The three hands of the clock are rotating every second and meeting each other many times everyday. Finally, they get bored of this and each of them would like to stay away from the other two. A hand is happy if it is at least D degrees from any of the rest. You are to calculate how much time in a day that all the hands are happy.
Input
The input contains many test cases. Each of them has a single line with a real number D between 0 and 120, inclusively. The input is terminated with a D of -1.
Output
For each D, print in a single line the percentage of time in a day that all of the hands are happy, accurate up to 3 decimal places.

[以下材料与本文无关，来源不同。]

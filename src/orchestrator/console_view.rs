//! 终端视图
//!
//! `ResultView` 的终端实现：把渲染模型打印为文本

use std::sync::atomic::{AtomicBool, Ordering};

use crate::services::{RenderModel, ResultView};

const PLACEHOLDER_TEXT: &str = "开始答题后这里会出现第一批推荐";
const NO_RESULTS_TEXT: &str = "没有符合这些回答的英雄，换几个答案再试试";

pub struct ConsoleView {
    preview_visible: AtomicBool,
}

impl ConsoleView {
    pub fn new() -> Self {
        Self {
            preview_visible: AtomicBool::new(false),
        }
    }

    /// 切换预览可见性，返回切换后的状态
    pub fn toggle_preview(&self) -> bool {
        !self.preview_visible.fetch_xor(true, Ordering::SeqCst)
    }

    pub fn preview_visible(&self) -> bool {
        self.preview_visible.load(Ordering::SeqCst)
    }
}

impl Default for ConsoleView {
    fn default() -> Self {
        Self::new()
    }
}

impl ResultView for ConsoleView {
    fn show_preview(&self, model: &RenderModel) {
        if !self.preview_visible() {
            return;
        }
        println!("── 实时预览 ──");
        for line in format_model(model, false) {
            println!("{}", line);
        }
    }

    fn show_results(&self, model: &RenderModel) {
        println!("{}", "=".repeat(60));
        println!("🏆 推荐结果");
        for line in format_model(model, true) {
            println!("{}", line);
        }
        println!("{}", "=".repeat(60));
    }
}

/// 渲染模型转为文本行
pub fn format_model(model: &RenderModel, with_reasons: bool) -> Vec<String> {
    match model {
        RenderModel::Placeholder => vec![PLACEHOLDER_TEXT.to_string()],
        RenderModel::NoResults => vec![NO_RESULTS_TEXT.to_string()],
        RenderModel::Cards(cards) => cards
            .iter()
            .enumerate()
            .map(|(i, card)| {
                let mut line = format!("{:>2}. {} {}", i + 1, card.champion, card.score_label);
                if with_reasons && !card.reasons.is_empty() {
                    let tags: Vec<String> = card
                        .reasons
                        .iter()
                        .map(|r| format!("{}(w{})", r.label, r.weight))
                        .collect();
                    line.push_str(&format!("  [{}]", tags.join(", ")));
                }
                line.push_str(&format!("  <{}>", card.icon_url));
                line
            })
            .collect(),
    }
}
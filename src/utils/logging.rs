/// 日志工具模块
///
/// 提供日志初始化和格式化输出的辅助函数
use tracing::info;
use tracing_subscriber::EnvFilter;

use crate::config::Config;

/// 初始化日志
///
/// 优先使用 `RUST_LOG`，否则按 `verbose` 选择 debug 或 info
pub fn init(verbose: bool) {
    let default_level = if verbose { "debug" } else { "info" };
    let filter = EnvFilter::try_from_default_env()
        .unwrap_or_else(|_| EnvFilter::new(format!("wild_drafter={}", default_level)));

    let _ = tracing_subscriber::fmt()
        .with_env_filter(filter)
        .with_target(false)
        .try_init();
}

/// 记录程序启动信息
pub fn log_startup(config: &Config) {
    info!("{}", "=".repeat(60));
    info!("🚀 Wild Drafter 启动");
    info!("🌐 评分服务: {}", config.api_base_url);
    info!(
        "📊 推荐数量: {} | 预览防抖: {}ms",
        config.max_results, config.preview_debounce_ms
    );
    info!("{}", "=".repeat(60));
}

/// 记录一次问答完成
///
/// # 参数
/// - `answered`: 作答数量
/// - `results`: 推荐数量
pub fn log_session_complete(answered: usize, results: usize) {
    info!("\n{}", "─".repeat(60));
    info!(
        "✓ 问答完成 ({}): {} 个回答, {} 条推荐",
        chrono::Local::now().format("%Y-%m-%d %H:%M:%S"),
        answered,
        results
    );
    info!("{}", "─".repeat(60));
}

/// 截断长文本用于日志显示
///
/// # 参数
/// - `text`: 原始文本
/// - `max_len`: 最大长度
///
/// # 返回
/// 返回截断后的文本
pub fn truncate_text(text: &str, max_len: usize) -> String {
    if text.chars().count() > max_len {
        text.chars().take(max_len).collect::<String>() + "..."
    } else {
        text.to_string()
    }
}
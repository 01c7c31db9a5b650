use thiserror::Error;

/// 应用程序错误类型
#[derive(Debug, Error)]
pub enum AppError {
    /// 评分服务调用错误
    #[error("API错误: {0}")]
    Api(#[from] ApiError),
    /// 本地持久化错误
    #[error("存储错误: {0}")]
    Storage(#[from] StorageError),
    /// 会话状态错误
    #[error("会话错误: {0}")]
    Session(#[from] SessionError),
    /// 输入校验错误
    #[error("校验错误: {0}")]
    Validation(#[from] ValidationError),
    /// 配置错误
    #[error("配置错误: {0}")]
    Config(#[from] ConfigError),
}

/// API 调用错误
#[derive(Debug, Error)]
pub enum ApiError {
    /// 网络请求失败
    #[error("API请求失败 ({endpoint}): {source}")]
    RequestFailed {
        endpoint: String,
        #[source]
        source: Box<dyn std::error::Error + Send + Sync>,
    },
    /// 服务返回非 2xx 状态码
    #[error("API返回错误状态 ({endpoint}): HTTP {status}")]
    BadStatus { endpoint: String, status: u16 },
    /// JSON 解析失败
    #[error("JSON解析失败 ({endpoint}): {source}")]
    JsonParseFailed {
        endpoint: String,
        #[source]
        source: Box<dyn std::error::Error + Send + Sync>,
    },
}

/// 本地持久化错误
#[derive(Debug, Error)]
pub enum StorageError {
    /// 超出存储配额
    #[error("存储空间不足: 需要 {needed} 字节, 配额 {quota} 字节")]
    QuotaExceeded { needed: usize, quota: usize },
    /// 写入失败
    #[error("写入失败 ({path}): {source}")]
    WriteFailed {
        path: String,
        #[source]
        source: std::io::Error,
    },
    /// 序列化失败
    #[error("序列化失败: {0}")]
    SerializeFailed(#[from] serde_json::Error),
}

/// 会话错误
#[derive(Debug, Error)]
pub enum SessionError {
    /// 题目列表为空，无法开始问答
    #[error("题目列表为空，无法开始问答")]
    EmptyQuestionList,
    /// 拉取题目列表失败
    #[error("拉取题目列表失败: {0}")]
    QuestionFetch(#[source] ApiError),
}

/// 覆盖数据编辑时的输入校验错误
#[derive(Debug, Error, Clone, PartialEq, Eq)]
pub enum ValidationError {
    /// 英雄名称为空
    #[error("英雄名称不能为空")]
    EmptyChampionName,
    /// 英雄名称重复
    #[error("英雄 {name} 已存在")]
    DuplicateChampion { name: String },
}

/// 配置错误
#[derive(Debug, Error)]
pub enum ConfigError {
    /// 读取配置文件失败
    #[error("读取配置文件失败 ({path}): {source}")]
    ReadFailed {
        path: String,
        #[source]
        source: std::io::Error,
    },
    /// TOML 解析失败
    #[error("TOML解析失败 ({path}): {source}")]
    TomlParseFailed {
        path: String,
        #[source]
        source: toml::de::Error,
    },
}

// ========== 便捷构造函数 ==========

impl ApiError {
    /// 创建API请求失败错误
    pub fn request_failed(
        endpoint: impl Into<String>,
        source: impl std::error::Error + Send + Sync + 'static,
    ) -> Self {
        ApiError::RequestFailed {
            endpoint: endpoint.into(),
            source: Box::new(source),
        }
    }

    /// 创建JSON解析失败错误
    pub fn json_parse_failed(
        endpoint: impl Into<String>,
        source: impl std::error::Error + Send + Sync + 'static,
    ) -> Self {
        ApiError::JsonParseFailed {
            endpoint: endpoint.into(),
            source: Box::new(source),
        }
    }
}

// ========== Result 类型别名 ==========

/// 应用程序结果类型
pub type AppResult<T> = Result<T, AppError>;
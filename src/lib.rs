//! # Wild Drafter
//!
//! 是非题问答客户端：把累积的回答发给远程评分服务，得到英雄推荐。
//! 作答过程中实时预览推荐，答完后给出最终排名。
//!
//! ## 架构设计
//!
//! ### ① 客户端层（Clients）
//! - `clients/` - 评分服务的 HTTP 调用，`ScoringApi` 是唯一接缝
//!
//! ### ② 业务能力层（Services）
//! - `OverrideStore` - 本地覆盖数据的读写，读取永不报错
//! - `LivePreviewController` - 防抖 + 序号比较的实时预览
//! - `OverrideEditor` - 本地覆盖数据的增删和提交
//! - `IconResolver` / `RenderModel` - 图标推导与渲染模型
//!
//! ### ③ 流程层（Workflow）
//! - `QuizSession` - 状态机：Idle → Asking → Finalizing → Done
//!
//! ### ④ 编排层（Orchestration）
//! - `App` - 终端输入循环
//!
//! ## 模块结构

pub mod clients;
pub mod config;
pub mod error;
pub mod models;
pub mod orchestrator;
pub mod services;
pub mod utils;
pub mod workflow;

// 重新导出常用类型
pub use clients::{ScoringApi, ScoringClient};
pub use config::Config;
pub use error::{AppError, AppResult};
pub use models::{AnswerSet, OverridePayload, Question, RecommendationItem};
pub use orchestrator::App;
pub use services::{LivePreviewController, OverrideStore, RenderModel, ResultView};
pub use workflow::{QuizSession, SessionState};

看了半天好多人的题解才明白,原来好多人都是一开始把数据离散化处理了。
可以用角速度来求解,计算每次三个指针刚满足条件到刚不满足条件所经历的时间段就好
一天24小时,时针转两圈,两次的情况一样,所以只算一部分满足条件的时间除以12个小时就可以
其实到现在我也不太明白,(虽然看了一上午题解)
#include <iostream>
#include <cstdio>
#include <cstring>
#include <string>
#include <queue>
#include <map>
#include <algorithm>
using namespace std;
//sh为秒针时针1s内相差多少度,sm为秒针分针,mh为分针时针
const double sh=719.0/120, sm=59.0/10, mh=11.0/120;
//t_sh,t_sm,t_mh为相差360度所用时间
const double t_sh=43200.0/719, t_sm=3600.0/59, t_mh=43200.0/11;
double getmin(double a, double b, double c)
{
return min(a, min(b, c));
}
double getmax(double a, double b, double c)
{
return max(a, max(b, c));
}
int main()
{
double D;
while (scanf("%lf", &D)!=EOF && D!=-1){
double begin_sh=D/sh;//相差D度所用时间
double begin_sm=D/sm;//即从重合到相差D度时间
double begin_mh=D/mh;
double end_sh=(360-D)/sh;//从开始到不满足相差D度时间
double end_sm=(360-D)/sm;
double end_mh=(360-D)/mh;
double Begin, End, Sum=0;
//三重循环的sh,sm,mh顺序随便
for (double b3=begin_sh, e3=end_sh; e3<=43200.000001; b3+=t_sh, e3+=t_sh){
for (double b2=begin_sm, e2=end_sm; e2<=43200.000001; b2+=t_sm, e2+=t_sm){
if (e2<b3)
continue;
if (b2>e3)
break;
for (double b1=begin_mh, e1=end_mh; e1<=43200.000001; b1+=t_mh, e1+=t_mh){
if (e1<b2 || e1<b3)
continue;
if (b1>e2 || b1>e3)
break;
Begin=getmax(b1, b2, b3);
End=getmin(e1, e2, e3);
Sum+=(End-Begin);
}
}
}
printf("%.3lf\n", Sum/432);//除以43200×100%
}
return 0;
}